> [RECORDS SUPPLIED]:
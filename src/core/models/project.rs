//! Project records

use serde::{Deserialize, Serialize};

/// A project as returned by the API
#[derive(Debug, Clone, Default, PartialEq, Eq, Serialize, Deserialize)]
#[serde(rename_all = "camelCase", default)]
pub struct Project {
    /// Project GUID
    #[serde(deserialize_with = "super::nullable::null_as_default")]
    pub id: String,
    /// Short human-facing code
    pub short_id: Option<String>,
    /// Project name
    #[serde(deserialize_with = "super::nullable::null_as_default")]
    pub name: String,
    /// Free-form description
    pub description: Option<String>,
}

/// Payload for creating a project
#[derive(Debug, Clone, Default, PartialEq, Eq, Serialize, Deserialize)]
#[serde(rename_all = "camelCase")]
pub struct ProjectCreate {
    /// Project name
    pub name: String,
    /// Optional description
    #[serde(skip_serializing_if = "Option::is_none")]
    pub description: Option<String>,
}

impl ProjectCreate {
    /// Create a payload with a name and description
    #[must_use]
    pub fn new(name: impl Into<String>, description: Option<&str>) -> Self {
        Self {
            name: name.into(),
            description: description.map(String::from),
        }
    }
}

> [PROBLEM REQUIREMENTS]: Determine how many of the lines above include the word "struct", then give that number and nothing else.

> [PROBLEM SOLUTION]: 2